[Task details]
Every line with "matches" in it should be copied from the data.

[Information]
══════════════════════════════
//! Reactive Runtime
//!
//! The runtime owns the dependency store: a two-level association from a
//! target to its property keys, and from each key to the set of computations
//! subscribed to it.
//!
//! # How It Works
//!
//! 1. When a wrapped target is read inside a running computation, the
//!    wrapper calls [`Runtime::track`] and the computation joins the key's
//!    subscriber set. The set is also recorded on the computation so it can
//!    unsubscribe before its next run.
//!
//! 2. When a wrapped target is written, the wrapper calls
//!    [`Runtime::notify`]. The runtime collects the subscribers of the key,
//!    plus the reserved channels the change affects, and either hands each
//!    computation to its scheduler or runs it directly.
//!
//! # Memory
//!
//! Target entries hold only a weak liveness handle and dependency sets hold
//! effects weakly, so the store keeps neither targets nor effects alive.
//! Once a target is dropped its entry becomes dead and is swept the next
//! time the store grows past its sweep threshold, or on an explicit
//! [`Runtime::sweep`]. A target stays alive while an effect that captured it
//! is alive.

use std::any::Any;
use std::cell::RefCell;
use std::collections::HashMap;
use std::rc::{Rc, Weak};

use indexmap::IndexMap;

use super::context::ReactiveContext;
use super::effect::{EffectRef, Subscription};
use super::subscriber::{SubscriberId, TargetId};
use crate::proxy::{TargetKind, Value, LENGTH};

/// Something reads can be tracked against.
pub trait Target {
    fn target_id(&self) -> TargetId;

    /// Weak handle used to detect that the target has been dropped.
    fn liveness(&self) -> Weak<dyn Any>;
}

/// A property key inside a target.
#[derive(Debug, Clone, PartialEq, Eq, Hash)]
pub enum Key {
    /// A named property of a record (or `length` of a sequence).
    Prop(Rc<str>),
    /// A slot of a sequence.
    Index(usize),
    /// A key of an ordered map, in raw form.
    Entry(Value),
    /// The set of keys of a target. Invalidated by additions and removals.
    Iterate,
    /// Element count of a set or map.
    Size,
}

impl Key {
    pub fn prop(name: impl Into<Rc<str>>) -> Self {
        Key::Prop(name.into())
    }

    pub fn length() -> Self {
        Key::Prop(Rc::from(LENGTH))
    }

    pub fn is_length(&self) -> bool {
        matches!(self, Key::Prop(name) if &**name == LENGTH)
    }
}

/// How a write changed its key.
#[derive(Debug, Clone, Copy, PartialEq, Eq)]
pub enum ChangeKind {
    /// An existing key got a new value.
    Set,
    /// A key was added.
    Add,
    /// A key was removed.
    Delete,
}

impl ChangeKind {
    /// Additions and removals change the key set.
    pub fn is_structural(self) -> bool {
        matches!(self, ChangeKind::Add | ChangeKind::Delete)
    }
}

/// One write to report through [`Runtime::notify_all`].
#[derive(Debug, Clone)]
pub struct Trigger {
    pub key: Key,
    pub change: ChangeKind,
    /// New length, when `key` is the `length` of a sequence.
    pub new_length: Option<usize>,
}

impl Trigger {
    pub fn new(key: Key, change: ChangeKind) -> Self {
        Self {
            key,
            change,
            new_length: None,
        }
    }

    pub fn truncate(new_length: usize) -> Self {
        Self {
            key: Key::length(),
            change: ChangeKind::Set,
            new_length: Some(new_length),
        }
    }
}

/// Subscribers of a single (target, key) pair, in subscription order.
pub(crate) type Dep = RefCell<IndexMap<SubscriberId, Subscription>>;

struct TargetDeps {
    alive: Weak<dyn Any>,
    keys: IndexMap<Key, Rc<Dep>>,
}

const MIN_SWEEP_AT: usize = 64;

struct DependencyStore {
    targets: HashMap<TargetId, TargetDeps>,
    sweep_at: usize,
}

impl DependencyStore {
    fn new() -> Self {
        Self {
            targets: HashMap::new(),
            sweep_at: MIN_SWEEP_AT,
        }
    }

    fn dep_for(&mut self, target: &dyn Target, key: Key) -> Rc<Dep> {
        let id = target.target_id();
        if !self.targets.contains_key(&id) {
            if self.targets.len() >= self.sweep_at {
                self.sweep();
                self.sweep_at = (self.targets.len() * 2).max(MIN_SWEEP_AT);
            }
            self.targets.insert(
                id,
                TargetDeps {
                    alive: target.liveness(),
                    keys: IndexMap::new(),
                },
            );
        }

        let entry = self
            .targets
            .get_mut(&id)
            .expect("target entry was just inserted");
        Rc::clone(entry.keys.entry(key).or_default())
    }

    fn sweep(&mut self) -> usize {
        let before = self.targets.len();
        self.targets.retain(|_, deps| deps.alive.strong_count() > 0);
        before - self.targets.len()
    }

    fn collect(&self, target: TargetId, kind: TargetKind, triggers: &[Trigger]) -> Vec<EffectRef> {
        let Some(deps) = self.targets.get(&target) else {
            return Vec::new();
        };

        let mut run: IndexMap<SubscriberId, EffectRef> = IndexMap::new();
        let mut add = |dep: Option<&Rc<Dep>>| {
            if let Some(dep) = dep {
                for (id, subscription) in dep.borrow().iter() {
                    if run.contains_key(id) {
                        continue;
                    }
                    if let Some(effect) = subscription.upgrade() {
                        run.insert(*id, effect);
                    }
                }
            }
        };

        for trigger in triggers {
            add(deps.keys.get(&trigger.key));

            let structural = trigger.change.is_structural();
            // Map iteration yields values, so a changed value is visible to it.
            if structural || (trigger.change == ChangeKind::Set && kind == TargetKind::Map) {
                add(deps.keys.get(&Key::Iterate));
            }
            if structural {
                match kind {
                    TargetKind::Set | TargetKind::Map => add(deps.keys.get(&Key::Size)),
                    TargetKind::Sequence => add(deps.keys.get(&Key::length())),
                    _ => {}
                }
            }

            if kind == TargetKind::Sequence && trigger.key.is_length() {
                if let Some(new_length) = trigger.new_length {
                    for (key, dep) in &deps.keys {
                        if matches!(key, Key::Index(i) if *i >= new_length) {
                            add(Some(dep));
                        }
                    }
                }
            }
        }

        run.into_values().collect()
    }
}

thread_local! {
    static STORE: RefCell<DependencyStore> = RefCell::new(DependencyStore::new());
}

/// The reactive runtime.
///
/// All state is thread-local; `Runtime` is only a namespace for the
/// track/notify protocol.
pub struct Runtime;

impl Runtime {
    /// Subscribe the running computation to `(target, key)`.
    ///
    /// No-op when no computation is running or tracking is paused.
    pub fn track(target: &dyn Target, key: Key) {
        if !ReactiveContext::is_tracking() {
            return;
        }
        let Some(effect) = ReactiveContext::current() else {
            return;
        };

        tracing::trace!(target_id = ?target.target_id(), ?key, subscriber = ?effect.id(), "track");

        let dep = STORE.with(|store| store.borrow_mut().dep_for(target, key));
        let newly_subscribed = {
            let mut subscribers = dep.borrow_mut();
            if subscribers.contains_key(&effect.id()) {
                false
            } else {
                subscribers.insert(effect.id(), effect.downgrade());
                true
            }
        };
        if newly_subscribed {
            effect.record_dep(&dep);
        }
    }

    /// Report a single write to `(target, key)`.
    pub fn notify(
        target: TargetId,
        kind: TargetKind,
        key: Key,
        change: ChangeKind,
        new_length: Option<usize>,
    ) {
        Self::notify_all(
            target,
            kind,
            &[Trigger {
                key,
                change,
                new_length,
            }],
        );
    }

    /// Report several writes to one target at once.
    ///
    /// Every affected computation runs once even if it is subscribed to
    /// several of the written keys. The computation currently executing is
    /// skipped so an effect that writes what it reads does not recurse.
    pub fn notify_all(target: TargetId, kind: TargetKind, triggers: &[Trigger]) {
        let effects = STORE.with(|store| store.borrow().collect(target, kind, triggers));
        if effects.is_empty() {
            return;
        }

        tracing::trace!(target_id = ?target, ?triggers, subscribers = effects.len(), "notify");

        let current = ReactiveContext::current_subscriber();
        for effect in effects {
            if Some(effect.id()) == current {
                continue;
            }
            effect.trigger();
        }
    }

    /// Number of live computations subscribed to `(target, key)`.
    pub fn subscriber_count(target: TargetId, key: &Key) -> usize {
        STORE.with(|store| {
            store
                .borrow()
                .targets
                .get(&target)
                .and_then(|deps| deps.keys.get(key))
                .map(|dep| {
                    dep.borrow()
                        .values()
                        .filter(|subscription| subscription.upgrade().is_some())
                        .count()
                })
                .unwrap_or(0)
        })
    }

    /// Number of targets with a dependency entry, dead or alive.
    pub fn tracked_targets() -> usize {
        STORE.with(|store| store.borrow().targets.len())
    }

    /// Drop entries whose target no longer exists. Returns how many were
    /// removed.
    pub fn sweep() -> usize {
        STORE.with(|store| store.borrow_mut().sweep())
    }

    /// Get the current subscriber being tracked, if any.
    pub fn current_subscriber() -> Option<SubscriberId> {
        ReactiveContext::current_subscriber()
    }

    /// Check if a read right now would be tracked.
    pub fn is_tracking() -> bool {
        ReactiveContext::is_tracking()
    }
}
══════════════════════════════
[Written reply]
        matches!(self, Key::Prop(name) if &**name == LENGTH)
        matches!(self, ChangeKind::Add | ChangeKind::Delete)
                        if matches!(key, Key::Index(i) if *i >= new_length) {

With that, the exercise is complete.